Leader Coun David Molyneux said Wigan residents would be ‘quite shocked’ to know elected members are not subject to mandatory disclosure and barring service (DBS) assessment.
He told a meeting of the full council the town hall would cover the costs but independent members voiced concerns about how the information would be used.
Coun Molyneux added councillors who had undergone the basic checks would have it stated on their online profiles on the town hall’s website.
Ahead of his motion being voted through, he said: “You either agree to it or you don’t. The public will expect all members to be DBS checked. I think it’s important.
“I think members of the public would be quite shocked to find out that councillors are not DBS checked, it’s as simple as that.”
He said part of a councillor’s role is to visit schools, care facilities and hold surgeries with the public and he had recently undergone a check through his role as a school governor.
However, independent members of the chamber voiced concerns over the council’s use of data and raised issues of ‘trust’ with officers.
Coun Paul Maiden, who represents Hindley Green, raised the issue of the council being subject to complaints to the Information Commissioner’s Office.
He said: “I’m uncomfortable with this council having any more data than they’ve currently got. At the moment it is shambolic.”
And Coun Steve Jones, who represents Bryn, said he did not trust senior officers with ‘this kind of information’.
Deputy leader Coun Keith Cunliffe said the information is confidential and suggested enhanced checks should be used for members who have roles with extra responsibility.
He said: “Issues of safeguarding have risen in the public perception and I think it’s something we can do to give some confidence to the public.”

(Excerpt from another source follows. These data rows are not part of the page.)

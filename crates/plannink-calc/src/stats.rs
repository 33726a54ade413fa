//! 統計輔助函數
//!
//! 純函數，無副作用。量值以 f64 計算（需要 sqrt/exp）。

use plannink_core::ConsumptionHistory;
use rust_decimal::prelude::ToPrimitive;

/// 變異度計算所需的最少資料點數
const MIN_HISTORY_POINTS: usize = 3;

/// 平均值；空序列回傳 0
pub fn mean(values: &[f64]) -> f64 {
    if values.is_empty() {
        return 0.0;
    }
    values.iter().sum::<f64>() / values.len() as f64
}

/// 母體標準差；空序列回傳 0
pub fn std_deviation(values: &[f64]) -> f64 {
    if values.is_empty() {
        return 0.0;
    }
    let m = mean(values);
    let variance = values.iter().map(|x| (x - m).powi(2)).sum::<f64>() / values.len() as f64;
    variance.sqrt()
}

/// 變異係數（百分比）= 標準差 / 平均 × 100
///
/// 少於 3 個資料點或平均為 0 時回傳 0（除零防護與低信度統計）。
pub fn variability_percent(history: &ConsumptionHistory) -> f64 {
    if history.len() < MIN_HISTORY_POINTS {
        return 0.0;
    }
    let values = history_as_f64(history);
    let m = mean(&values);
    if m == 0.0 {
        return 0.0;
    }
    std_deviation(&values) / m * 100.0
}

/// 標準常態累積分佈函數 Φ(z)
///
/// Zelen & Severo（Abramowitz & Stegun 26.2.17）多項式近似。
pub fn normal_cdf(z: f64) -> f64 {
    if z.is_nan() {
        return 0.5;
    }
    if z >= 8.0 {
        return 1.0;
    }
    if z <= -8.0 {
        return 0.0;
    }

    // Φ(-z) = 1 - Φ(z)
    let (z_abs, negate) = if z < 0.0 { (-z, true) } else { (z, false) };

    const B0: f64 = 0.2316419;
    const B1: f64 = 0.319381530;
    const B2: f64 = -0.356563782;
    const B3: f64 = 1.781477937;
    const B4: f64 = -1.821255978;
    const B5: f64 = 1.330274429;

    let t = 1.0 / (1.0 + B0 * z_abs);
    let t2 = t * t;
    let t3 = t2 * t;
    let t4 = t3 * t;
    let t5 = t4 * t;

    let pdf = (-0.5 * z_abs * z_abs).exp() / (2.0 * std::f64::consts::PI).sqrt();
    let cdf = 1.0 - pdf * (B1 * t + B2 * t2 + B3 * t3 + B4 * t4 + B5 * t5);

    if negate {
        1.0 - cdf
    } else {
        cdf
    }
}

/// 補貨到貨前缺貨機率估計（0-100）
///
/// 以常態分佈近似提前期內的需求：
/// z = (目前庫存 − 平均月消耗 × L/30) / (標準差 × √(L/30))，
/// z < 0 回傳 (1 − Φ(z)) × 100，否則 Φ(z) × 100。
///
/// 標準差為 0 時 z 發散：庫存低於提前期需求時取 100%，否則取 0%。
/// 少於 3 個歷史資料點回傳 0。
pub fn stockout_risk_percent(
    current_stock: f64,
    history: &ConsumptionHistory,
    lead_time_days: u32,
) -> f64 {
    if history.len() < MIN_HISTORY_POINTS {
        return 0.0;
    }

    let values = history_as_f64(history);
    let m = mean(&values);
    let sd = std_deviation(&values);
    let lead_fraction = f64::from(lead_time_days) / 30.0;
    let expected_demand = m * lead_fraction;

    if sd == 0.0 || lead_fraction == 0.0 {
        return if current_stock < expected_demand {
            100.0
        } else {
            0.0
        };
    }

    let z = (current_stock - expected_demand) / (sd * lead_fraction.sqrt());
    let phi = normal_cdf(z);

    let risk = if z < 0.0 { (1.0 - phi) * 100.0 } else { phi * 100.0 };
    risk.clamp(0.0, 100.0)
}

fn history_as_f64(history: &ConsumptionHistory) -> Vec<f64> {
    history
        .values()
        .iter()
        .map(|d| d.to_f64().unwrap_or(0.0))
        .collect()
}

The motion was backed by members of the Conservative opposition although leader Coun Michael Winstanley said it should go through the overview and scrutiny process.
He said: “What I would like to see is a proper report goes through the audit and governance committee, goes to cabinet and returns to full council.
“It’s not enforceable by law, we know that, but I think for a scrutiny process and good governance, we should have a policy to back it up, which outlines what would happen, who would do it and what that data would and wouldn’t be used for.”
Coun Cunliffe said he ‘did not see a necessity’ for that given that it would be a voluntary scheme.